When we met on a temp job, Barbara and I were starting over from zero.  Both broke, we went from one free art gallery to another, telling our divorce stories to each other.  We included our Fathers in the list of Men Who Had Not Understood Us.  Neither of us had brothers.  We knew that we had been disappointments in not being born male.

In this seesaw of amateur therapy, we found real jobs and success.  Eventually her company was downsizing and Barbara took a nice lump sum “buy-out”.  Now a sophisticated San Franciscan, she was returning to Ohioin triumph to realize her dream of a career in the Arts.

That Easter we decided to dress up and brunch.  Sight unseen, I suggested Thiggy’s Restaurant at Lincoln Park Golf Course so we could visit the Legion of Honor Museum nearby.

The worn and timeless look of the 1940’s clubhouse reminded me of Recreation Golf Course in Long Beachwhere Dad had taken me as a child.  He would “hit out a few balls” and I would bask in the atmosphere, pretending I was one of the bronzed women striding past in visor caps.

I went to Recreation’s clubhouse after Dad’s death.  I wanted to be with him in the way he had been on the golf course when I was little – before our differences emerged in my teens.

Powdering my paleness at Thiggy’s long bathroom mirror, I listened as cleats announced the entrance and exit of tanned non-brunchers.  Hearty greetings to each other echoed across the black and white geometry of tiles. 

A novice waitress filled our water glasses with champagne.  We toasted the repeated stories of our emergence as independent women.  We vowed never again to lose our self-respect in bad relationships.  We described our imagined selves in five years’ time when we would meet again, more gloriously successful than either of us dared dream.
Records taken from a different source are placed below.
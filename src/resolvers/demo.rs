use async_trait::async_trait;
use chrono::{Days, NaiveDate, Utc};
use ethers::types::{Address, U256};
use ethers::utils::format_ether;
use rand::rngs::StdRng;
use rand::{Rng, SeedableRng};
use std::sync::{Mutex, PoisonError};
use std::time::Duration;

use super::known;
use crate::core::{ContractResolver, ReportSink};
use crate::models::*;
use crate::utils::Result;

pub const BASE_SCORE: u8 = 20;
pub const UNVERIFIED_PENALTY: u8 = 35;
pub const YOUNG_PENALTY: u8 = 25;
pub const VERY_YOUNG_PENALTY: u8 = 20;

const YOUNG_DAYS: u32 = 30;
const VERY_YOUNG_DAYS: u32 = 7;
const MAX_AGE_DAYS: u32 = 1000;

pub const WARN_UNVERIFIED: &str = "No verified source code on Etherscan";
pub const WARN_VERY_YOUNG: &str = "Less than a week old. Be extra careful.";
pub const WARN_BUSY_DEPLOYER: &str = "Deployer has created a lot of contracts recently";

/// Default simulated latency for contract analysis
pub const ANALYZE_DELAY: Duration = Duration::from_millis(1500);
/// Default simulated latency for report submission
pub const SUBMIT_DELAY: Duration = Duration::from_millis(1000);

/// Score from the two signals the demo generator knows about.
///
/// Adding a day of age or gaining verification never raises the score.
pub fn risk_score(verified: bool, age_days: u32) -> u8 {
    let mut score = BASE_SCORE as u32;
    
    if !verified {
        score += UNVERIFIED_PENALTY as u32;
    }
    if age_days < YOUNG_DAYS {
        score += YOUNG_PENALTY as u32;
    }
    if age_days < VERY_YOUNG_DAYS {
        score += VERY_YOUNG_PENALTY as u32;
    }
    
    score.min(100) as u8
}

/// The random draws behind one synthetic report
#[derive(Debug, Clone, PartialEq)]
pub struct SyntheticProfile {
    pub verified: bool,
    pub age_days: u32,
    pub busy_deployer: bool,
    pub proxy: bool,
    pub deployer: Address,
    pub tx_count: u64,
    pub balance_wei: U256,
}

impl SyntheticProfile {
    pub fn sample<R: Rng + ?Sized>(rng: &mut R) -> Self {
        Self {
            verified: rng.gen_bool(0.6),
            age_days: rng.gen_range(0..MAX_AGE_DAYS),
            busy_deployer: rng.gen_bool(0.3),
            proxy: rng.gen_bool(0.2),
            deployer: Address::from(rng.gen::<[u8; 20]>()),
            tx_count: rng.gen_range(0..10_000),
            // Up to 10 ETH
            balance_wei: U256::from(rng.gen_range(0..10_000_000_000_000_000_000u64)),
        }
    }
    
    pub fn warnings(&self) -> Vec<String> {
        let mut warnings = Vec::new();
        
        if !self.verified {
            warnings.push(WARN_UNVERIFIED.to_string());
        }
        if self.age_days < YOUNG_DAYS {
            warnings.push(format!("Only {} days old", self.age_days));
        }
        if self.age_days < VERY_YOUNG_DAYS {
            warnings.push(WARN_VERY_YOUNG.to_string());
        }
        if self.busy_deployer {
            warnings.push(WARN_BUSY_DEPLOYER.to_string());
        }
        
        warnings
    }
    
    fn balance(&self) -> Balance {
        let amount = format_ether(self.balance_wei)
            .parse::<f64>()
            .map(|eth| format!("{:.4}", eth))
            .unwrap_or_else(|_| "0.0000".to_string());
        
        Balance::new(amount, "ETH")
    }
    
    pub fn into_report(self, address: &ContractAddress, today: NaiveDate) -> ContractReport {
        let verified = self.verified;
        let pick = |yes: &str, no: &str| (if verified { yes } else { no }).to_string();
        
        ContractReport {
            address: address.clone(),
            name: pick("UnknownContract", "Unknown"),
            contract_type: "Contract".to_string(),
            compiler: pick("v0.8.19", "Unknown"),
            license: pick("None", "Unknown"),
            verified,
            proxy: self.proxy,
            created: today - Days::new(self.age_days as u64),
            deployer: ContractAddress::from(self.deployer),
            tx_count: self.tx_count,
            balance: self.balance(),
            risk_score: risk_score(verified, self.age_days),
            warnings: self.warnings(),
            age_category: AgeCategory::from_age_days(self.age_days),
        }
    }
}

/// Offline resolver that fabricates plausible reports
pub struct DemoResolver {
    rng: Mutex<StdRng>,
    delay: Duration,
    today: Option<NaiveDate>,
}

impl DemoResolver {
    pub fn new(rng: StdRng) -> Self {
        Self {
            rng: Mutex::new(rng),
            delay: ANALYZE_DELAY,
            today: None,
        }
    }
    
    pub fn seeded(seed: u64) -> Self {
        Self::new(StdRng::seed_from_u64(seed))
    }
    
    pub fn with_delay(mut self, delay: Duration) -> Self {
        self.delay = delay;
        self
    }
    
    /// Pin the calendar used to back-date synthetic contracts
    pub fn with_today(mut self, today: NaiveDate) -> Self {
        self.today = Some(today);
        self
    }
    
    fn today(&self) -> NaiveDate {
        self.today.unwrap_or_else(|| Utc::now().date_naive())
    }
    
    fn sample_profile(&self) -> SyntheticProfile {
        let mut rng = self.rng.lock().unwrap_or_else(PoisonError::into_inner);
        SyntheticProfile::sample(&mut *rng)
    }
}

impl Default for DemoResolver {
    fn default() -> Self {
        Self::new(StdRng::from_entropy())
    }
}

#[async_trait]
impl ContractResolver for DemoResolver {
    fn name(&self) -> &'static str {
        "demo"
    }
    
    async fn resolve(&self, address: &ContractAddress) -> Result<ContractReport> {
        if !self.delay.is_zero() {
            tokio::time::sleep(self.delay).await;
        }
        
        if let Some(report) = known::lookup(address).and_then(|k| k.to_report(address)) {
            tracing::debug!("Known demo contract {} ({})", address, report.name);
            return Ok(report);
        }
        
        let profile = self.sample_profile();
        tracing::debug!(
            "Synthetic profile for {}: verified={} age={}d",
            address,
            profile.verified,
            profile.age_days
        );
        
        Ok(profile.into_report(address, self.today()))
    }
}

/// Report sink that accepts everything after a short pause
pub struct DemoReportSink {
    delay: Duration,
}

impl DemoReportSink {
    pub fn new() -> Self {
        Self { delay: SUBMIT_DELAY }
    }
    
    pub fn with_delay(mut self, delay: Duration) -> Self {
        self.delay = delay;
        self
    }
}

impl Default for DemoReportSink {
    fn default() -> Self {
        Self::new()
    }
}

#[async_trait]
impl ReportSink for DemoReportSink {
    fn name(&self) -> &'static str {
        "demo"
    }
    
    async fn submit(&self, submission: &ReportSubmission) -> Result<()> {
        if !self.delay.is_zero() {
            tokio::time::sleep(self.delay).await;
        }
        
        tracing::info!(
            "📢 Report submitted (demo): {} by {}",
            submission.address,
            submission.email.as_deref().unwrap_or("anonymous")
        );
        
        Ok(())
    }
}

#[cfg(test)]
mod tests {
    use super::*;
    
    fn addr(s: &str) -> ContractAddress {
        ContractAddress::parse(s).unwrap()
    }
    
    fn profile(verified: bool, age_days: u32) -> SyntheticProfile {
        SyntheticProfile {
            verified,
            age_days,
            busy_deployer: false,
            proxy: false,
            deployer: Address::zero(),
            tx_count: 42,
            balance_wei: U256::exp10(18),
        }
    }
    
    #[test]
    fn test_score_penalties() {
        assert_eq!(risk_score(true, 500), 20);
        assert_eq!(risk_score(false, 500), 55);
        assert_eq!(risk_score(true, 10), 45);
        assert_eq!(risk_score(true, 3), 65);
        assert_eq!(risk_score(false, 3), 100);
    }
    
    #[test]
    fn test_score_is_monotone() {
        for age in 0..MAX_AGE_DAYS {
            assert!(risk_score(false, age) >= risk_score(true, age));
            assert!(risk_score(false, age) >= risk_score(false, age + 1));
            assert!(risk_score(true, age) >= risk_score(true, age + 1));
        }
    }
    
    #[test]
    fn test_unverified_three_day_old_contract() {
        let today = NaiveDate::from_ymd_opt(2024, 6, 10).unwrap();
        let report = profile(false, 3)
            .into_report(&addr("0x1111111111111111111111111111111111111111"), today);
        
        assert_eq!(report.risk_score, 100);
        assert_eq!(report.warnings, vec![
            WARN_UNVERIFIED.to_string(),
            "Only 3 days old".to_string(),
            WARN_VERY_YOUNG.to_string(),
        ]);
        assert_eq!(report.age_category, AgeCategory::New);
        assert_eq!(report.created, NaiveDate::from_ymd_opt(2024, 6, 7).unwrap());
        assert_eq!(report.name, "Unknown");
        assert_eq!(report.compiler, "Unknown");
    }
    
    #[test]
    fn test_verified_old_contract_has_no_warnings() {
        let today = NaiveDate::from_ymd_opt(2024, 6, 10).unwrap();
        let report = profile(true, 400)
            .into_report(&addr("0x1111111111111111111111111111111111111111"), today);
        
        assert_eq!(report.risk_score, BASE_SCORE);
        assert!(report.warnings.is_empty());
        assert_eq!(report.age_category, AgeCategory::Old);
        assert_eq!(report.name, "UnknownContract");
        assert_eq!(report.balance, Balance::new("1.0000", "ETH"));
        assert_eq!(report.deployer.as_str(), "0x0000000000000000000000000000000000000000");
    }
    
    #[test]
    fn test_busy_deployer_warning_is_last() {
        let mut p = profile(false, 100);
        p.busy_deployer = true;
        assert_eq!(p.warnings(), vec![WARN_UNVERIFIED.to_string(), WARN_BUSY_DEPLOYER.to_string()]);
    }
    
    #[test]
    fn test_sampled_profiles_stay_in_range() {
        let mut rng = StdRng::seed_from_u64(7);
        for _ in 0..500 {
            let p = SyntheticProfile::sample(&mut rng);
            assert!(p.age_days < MAX_AGE_DAYS);
            assert!(p.tx_count < 10_000);
            assert!(p.balance_wei < U256::exp10(19));
        }
    }
    
    #[tokio::test]
    async fn test_same_seed_same_report() {
        let today = NaiveDate::from_ymd_opt(2024, 1, 1).unwrap();
        let a = DemoResolver::seeded(99).with_delay(Duration::ZERO).with_today(today);
        let b = DemoResolver::seeded(99).with_delay(Duration::ZERO).with_today(today);
        let target = addr("0x2222222222222222222222222222222222222222");
        
        assert_eq!(a.resolve(&target).await.unwrap(), b.resolve(&target).await.unwrap());
    }
    
    #[tokio::test]
    async fn test_known_contract_keeps_caller_casing() {
        let resolver = DemoResolver::seeded(1).with_delay(Duration::ZERO);
        let mixed = addr("0xdAC17F958D2ee523a2206206994597C13D831ec7");
        
        let report = resolver.resolve(&mixed).await.unwrap();
        assert_eq!(report.address, mixed);
        assert_eq!(report.name, "TetherToken");
        assert_eq!(report.risk_score, 8);
        assert!(report.warnings.is_empty());
    }
    
    #[tokio::test(start_paused = true)]
    async fn test_demo_latency_is_simulated() {
        let resolver = DemoResolver::seeded(1);
        let start = tokio::time::Instant::now();
        
        resolver
            .resolve(&addr("0x3333333333333333333333333333333333333333"))
            .await
            .unwrap();
        
        assert!(start.elapsed() >= ANALYZE_DELAY);
    }
}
As we left, I watched a slow putt dip into the hole on a verdant green and a foursome comment encouragingly:  “Nice one.”  “Good shot.”  How civilized it all seemed!  My ex-husband’s game had been football.  Each season I heard shouts of “Kill him!” directed at the TV.

Climbing up the hill to the museum, we paused to look at the rolling greens, smelling of damp eucalyptus.  I found myself talking of my Father as I remembered him at the golf course – describing a patrician rather than an autocrat.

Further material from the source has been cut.